Unter Punkt 3 heißt es im Urteil unmissverständlich: "Die aufgrund der einstweiligen Anordnung vom 11. März 2008 im Verfahren 1 BvR 256/08 (Bundesgesetzblatt Teil I Seite 659), wiederholt und erweitert mit Beschluss vom 28. Oktober 2008 (Bundesgesetzblatt Teil I Seite 2239), zuletzt wiederholt mit Beschluss vom 15. Oktober 2009 (Bundesgesetzblatt Teil I Seite 3704), von Anbietern öffentlich zugänglicher Telekommunikationsdienste im Rahmen von behördlichen Auskunftsersuchen erhobenen, aber einstweilen nicht nach § 113b Satz 1 Halbsatz 1 des Telekommunikationsgesetzes an die ersuchenden Behörden übermittelten, sondern gespeicherten Telekommunikationsverkehrsdaten sind unverzüglich zu löschen.
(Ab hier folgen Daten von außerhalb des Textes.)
//! # Runtime Flows
//!
//! Containers, cores, the plugin registry and the store wired together
//! the way the host binary wires them.
//!
//! ## Flows Tested:
//!
//! 1. **Partial start-up**: a core with an unknown handler key is recorded
//!    as failed while its siblings serve
//! 2. **Replacement**: a displaced core closes exactly once, after its
//!    last reader
//! 3. **Lazy plugins**: concurrent first use builds one instance
//! 4. **Store**: no configured URIs means one local store with real space

#[cfg(test)]
mod tests {
    use std::path::Path;
    use std::sync::atomic::{AtomicUsize, Ordering};
    use std::sync::Arc;

    use async_trait::async_trait;
    use serde_json::Value;
    use tempfile::TempDir;

    use ch_01_plugin_registry::{FactoryRegistry, Plugin, PluginInfo, PluginRegistry};
    use ch_02_core_lifecycle::{CloseHook, LifecycleState, Managed};
    use ch_03_core_store::{CoreStore, StoreConfig, StoreScheme, UserCategory};
    use ch_04_core_cluster::{ClusterConfig, ClusterError, CoreCluster, Fetcher, Headers};
    use core_runtime::{
        AdminAction, AdminRequest, ContainersOptions, CoreContainer, CoreContainers,
        CoreDescriptor, CoreRequest, ProcessContext,
    };
    use shared_types::{ConfigNode, NamedList};

    // =============================================================================
    // TEST FIXTURES
    // =============================================================================

    /// Fails every request without touching the network.
    struct NullFetcher;

    #[async_trait]
    impl Fetcher for NullFetcher {
        async fn get(&self, url: &str, _headers: &Headers) -> Result<String, ClusterError> {
            Err(ClusterError::Status {
                url: url.to_string(),
                status: 503,
            })
        }

        async fn post_json(&self, url: &str, _body: &Value, _headers: &Headers) -> Result<String, ClusterError> {
            Err(ClusterError::Status {
                url: url.to_string(),
                status: 503,
            })
        }
    }

    fn host_toml(dir: &Path, body: &str) -> ConfigNode {
        let text = format!(
            "[store]\nlocal_dir = {:?}\n\n{body}",
            dir.display().to_string()
        );
        ConfigNode::parse("host.toml", &text).unwrap()
    }

    fn start(dir: &Path, body: &str) -> Arc<CoreContainers> {
        let options = ContainersOptions {
            http_port: None,
            fetcher: Some(Arc::new(NullFetcher)),
        };
        CoreContainers::with_options(host_toml(dir, body), options).unwrap()
    }

    fn context(dir: &Path) -> Arc<ProcessContext> {
        let store = Arc::new(CoreStore::new(StoreConfig::new(dir)));
        let cluster = CoreCluster::new(ClusterConfig::default(), Arc::new(NullFetcher)).unwrap();
        Arc::new(ProcessContext::new(store, cluster))
    }

    const TWO_CORES: &str = r#"
[[roles.search.cores]]
name = "main"
[[roles.search.cores.plugins]]
name = "/ping"
class = "ping"
default = true

[[roles.search.cores]]
name = "reports"
[[roles.search.cores.plugins]]
name = "/ping"
class = "ping"
[[roles.search.cores.plugins]]
name = "/render"
class = "pdf-renderer"
"#;

    // =============================================================================
    // INTEGRATION TESTS: CONTAINERS AND CORES
    // =============================================================================

    /// A bad plugin key fails only the core that declares it.
    #[tokio::test]
    async fn test_bad_plugin_key_fails_only_its_core() {
        let dir = TempDir::new().unwrap();
        let containers = start(dir.path(), TWO_CORES);

        assert_eq!(containers.init().unwrap(), 1);
        containers.on_inited().await.unwrap();

        let main = containers.get_core("main").unwrap();
        let pong = main.handle(&CoreRequest::new("/ping")).unwrap();
        assert_eq!(pong.get_str("status"), Some("OK"));
        drop(main);
        assert!(containers.get_core("reports").is_none());

        let search = containers.container("search").unwrap();
        let failures = search.init_failures();
        assert_eq!(failures.len(), 1);
        assert_eq!(failures[0].name, "reports");
        assert!(failures[0].message.contains("pdf-renderer"), "{}", failures[0].message);

        let admin = containers.admin().unwrap();
        let status = admin.handle(&AdminRequest::new(AdminAction::Status)).unwrap();
        let reported = &status["containers"]["search"]["init_failures"]["reports"];
        assert_eq!(reported["kind"], "config");

        // A reload of the failed core fails the same way and stays recorded.
        let reload = AdminRequest::new(AdminAction::Reload).with_param("core", "reports");
        assert_eq!(admin.handle(&reload).unwrap_err().http_status(), 400);
        assert_eq!(search.init_failures().len(), 1);

        containers.shutdown().await;
    }

    /// The displaced core closes once, and only after its reader lets go.
    #[tokio::test]
    async fn test_replaced_core_closes_exactly_once() {
        let dir = TempDir::new().unwrap();
        let ctx = context(dir.path());
        let container = CoreContainer::new("search", "main", Arc::clone(&ctx));
        let inline = || {
            ConfigNode::parse("inline", "[[plugins]]\nname = \"/ping\"\nclass = \"ping\"\n").unwrap()
        };
        let build = |name: &str| {
            let descriptor = CoreDescriptor::new(name, "search").with_inline_config(inline());
            let core = ctx.core_factory("default").unwrap().create(&descriptor, &ctx).unwrap();
            core.on_inited().unwrap();
            core
        };

        let old = build("main");
        let closes = Arc::new(AtomicUsize::new(0));
        let counter = Arc::clone(&closes);
        old.lifecycle()
            .add_close_hook(CloseHook::new("count").pre(move || {
                counter.fetch_add(1, Ordering::SeqCst);
                Ok(())
            }))
            .unwrap();
        container.register("main", Arc::clone(&old), false);

        let reader = container.get_core("main").unwrap();
        container.register("main", build("main"), false);
        assert_eq!(closes.load(Ordering::SeqCst), 0);
        assert_eq!(old.state(), LifecycleState::Inited);

        // The in-flight request still completes on the old core.
        assert!(reader.handle(&CoreRequest::new("/ping")).is_ok());
        drop(reader);
        assert_eq!(closes.load(Ordering::SeqCst), 1);
        assert_eq!(old.state(), LifecycleState::Closed);

        container.shutdown();
        assert_eq!(closes.load(Ordering::SeqCst), 1);
    }

    // =============================================================================
    // INTEGRATION TESTS: PLUGIN REGISTRY
    // =============================================================================

    trait Greeter: Plugin {
        fn greet(&self) -> String;
    }

    struct Hello;

    impl Plugin for Hello {}

    impl Greeter for Hello {
        fn greet(&self) -> String {
            "hello".into()
        }
    }

    /// Concurrent first callers of a lazy plugin share one instance.
    #[test]
    fn test_lazy_plugin_built_once_under_contention() {
        let built = Arc::new(AtomicUsize::new(0));
        let counter = Arc::clone(&built);
        let factories: Arc<FactoryRegistry<dyn Greeter>> = Arc::new(FactoryRegistry::new());
        factories.register("hello", move |_| {
            counter.fetch_add(1, Ordering::SeqCst);
            std::thread::sleep(std::time::Duration::from_millis(20));
            Ok(Arc::new(Hello) as Arc<dyn Greeter>)
        });

        let registry = PluginRegistry::new("main", factories, None);
        registry
            .load(&[PluginInfo::new("/hello", "hello").lazy()])
            .unwrap();
        assert_eq!(built.load(Ordering::SeqCst), 0);

        let instances: Vec<Arc<dyn Greeter>> = std::thread::scope(|s| {
            let handles: Vec<_> = (0..8)
                .map(|_| s.spawn(|| registry.get("/hello").unwrap().get().unwrap()))
                .collect();
            handles.into_iter().map(|h| h.join().unwrap()).collect()
        });

        assert_eq!(built.load(Ordering::SeqCst), 1);
        assert!(instances.iter().all(|i| Arc::ptr_eq(i, &instances[0])));
        assert_eq!(instances[0].greet(), "hello");
    }

    // =============================================================================
    // INTEGRATION TESTS: STORE
    // =============================================================================

    /// Without URIs the store is one local entry reporting real space.
    #[tokio::test]
    async fn test_store_without_uris_is_local() {
        let dir = TempDir::new().unwrap();
        let store = CoreStore::new(StoreConfig::new(dir.path()));

        let infos = store.get_store_infos().unwrap();
        assert_eq!(infos.len(), 1);
        assert_eq!(infos[0].scheme(), StoreScheme::Local);
        let capacity = infos[0].capacity().await.unwrap();
        assert!(capacity.total > 0);
        assert!(capacity.free <= capacity.total);

        let prefs = NamedList::new().with("lang", "en");
        store
            .save_user("alice", UserCategory::Preferences, &prefs)
            .await
            .unwrap();
        let loaded = store.load_user("alice", UserCategory::Preferences).await.unwrap();
        assert_eq!(loaded.get_str("lang"), Some("en"));
        assert!(store.delete_user("alice").await.unwrap());
        assert!(store
            .load_user("alice", UserCategory::Preferences)
            .await
            .unwrap()
            .is_empty());

        store.close();
        store.release_handles();
    }
}
//! Prometheus metrics for the core host.
//!
//! All metrics follow the naming convention: `ch_<area>_<metric>[_unit]`
//!
//! Cluster figures are gauges refreshed from the cluster subsystem's own
//! counters when metrics are scraped.

use lazy_static::lazy_static;
use prometheus::{
    exponential_buckets, Encoder, Histogram, HistogramOpts, IntCounter, IntCounterVec, IntGauge,
    Opts, Registry, TextEncoder,
};

use crate::TelemetryError;

lazy_static! {
    /// Registry served at `/admin/metrics`
    pub static ref REGISTRY: Registry = Registry::new();

    // =========================================================================
    // CORE METRICS
    // =========================================================================

    /// Cores currently registered across all containers
    pub static ref CORES_LOADED: IntGauge = IntGauge::new(
        "ch_cores_loaded",
        "Number of cores currently registered"
    ).expect("metric creation failed");

    /// Core creation failures recorded at load or reload
    pub static ref CORE_INIT_FAILURES: IntCounter = IntCounter::new(
        "ch_core_init_failures_total",
        "Total core creation failures"
    ).expect("metric creation failed");

    // =========================================================================
    // REQUEST METRICS
    // =========================================================================

    /// Requests routed to a core or to the admin handler
    pub static ref REQUESTS_HANDLED: IntCounterVec = IntCounterVec::new(
        Opts::new("ch_requests_handled_total", "Requests handled"),
        &["target", "outcome"]  // target: admin/core, outcome: ok/error
    ).expect("metric creation failed");

    /// Request handling duration
    pub static ref REQUEST_DURATION: Histogram = Histogram::with_opts(
        HistogramOpts::new(
            "ch_request_duration_seconds",
            "Time spent handling a request"
        ).buckets(exponential_buckets(0.0001, 2.0, 16).expect("valid buckets"))
    ).expect("metric creation failed");

    // =========================================================================
    // CLUSTER METRICS
    // =========================================================================

    /// Hosts in the registry, the local host included
    pub static ref HOSTS_KNOWN: IntGauge = IntGauge::new(
        "ch_cluster_hosts_known",
        "Number of hosts in the cluster registry"
    ).expect("metric creation failed");

    /// Failed fetches since start
    pub static ref FETCH_FAILURES: IntGauge = IntGauge::new(
        "ch_cluster_fetch_failures",
        "Failed cluster fetches since start"
    ).expect("metric creation failed");
}

/// Proof that the metrics are registered.
#[derive(Debug, Clone, Copy)]
pub struct MetricsHandle {
    _private: (),
}

/// Register all metrics with [`REGISTRY`]. Safe to call more than once.
pub fn register_metrics() -> Result<MetricsHandle, TelemetryError> {
    let metrics: Vec<Box<dyn prometheus::core::Collector>> = vec![
        // Cores
        Box::new(CORES_LOADED.clone()),
        Box::new(CORE_INIT_FAILURES.clone()),
        // Requests
        Box::new(REQUESTS_HANDLED.clone()),
        Box::new(REQUEST_DURATION.clone()),
        // Cluster
        Box::new(HOSTS_KNOWN.clone()),
        Box::new(FETCH_FAILURES.clone()),
    ];

    for metric in metrics {
        match REGISTRY.register(metric) {
            Ok(()) | Err(prometheus::Error::AlreadyReg) => {}
            Err(e) => return Err(TelemetryError::Metrics(e.to_string())),
        }
    }

    Ok(MetricsHandle { _private: () })
}

/// Encode all metrics as Prometheus text format.
pub fn encode_metrics() -> Result<String, TelemetryError> {
    let encoder = TextEncoder::new();
    let metric_families = REGISTRY.gather();
    let mut buffer = Vec::new();
    encoder
        .encode(&metric_families, &mut buffer)
        .map_err(|e| TelemetryError::Metrics(e.to_string()))?;
    String::from_utf8(buffer).map_err(|e| TelemetryError::Metrics(e.to_string()))
}

/// Count one handled request.
pub fn record_request(target: &str, ok: bool) {
    REQUESTS_HANDLED
        .with_label_values(&[target, if ok { "ok" } else { "error" }])
        .inc();
}

/// Timer guard for automatic histogram observation.
pub struct HistogramTimer {
    histogram: Histogram,
    start: std::time::Instant,
}

impl HistogramTimer {
    /// Start a new timer for the given histogram.
    pub fn new(histogram: &Histogram) -> Self {
        Self {
            histogram: histogram.clone(),
            start: std::time::Instant::now(),
        }
    }
}

impl Drop for HistogramTimer {
    fn drop(&mut self) {
        self.histogram.observe(self.start.elapsed().as_secs_f64());
    }
}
Sie dürfen nicht an die ersuchenden Stellen übermittelt werden."

Eine Lücke im Urteil könnte es der Berliner Staatsanwaltschaft ermöglichen, doch auf einige Ergebnisse der Vorratsdatenspeicherung zurückzugreifen. Da in dem Urteil keine Angaben darüber gemacht werden, was mit den Daten geschehen soll, die bereits den Behörden übermittelt wurden, ist die Berliner Staatsanwaltschaft der Ansicht, dass sie verwendet werden können.

In einer von der Berliner Staatsanwaltschaft herausgegebenen Leitlinie zur Sachbehandlung von Ermittlungs- und Strafverfahren heißt es: "Eine Löschung bzw. Vernichtung der Verkehrsdaten, die im Rahmen der einstweiligen Anordnungen des Bundesverfassungsgerichts vor dem Urteil von den Dienstanbietern zulässigerweise an die ersuchenden Behörden übermittelt worden sind, wird in dem Urteil nicht angeordnet."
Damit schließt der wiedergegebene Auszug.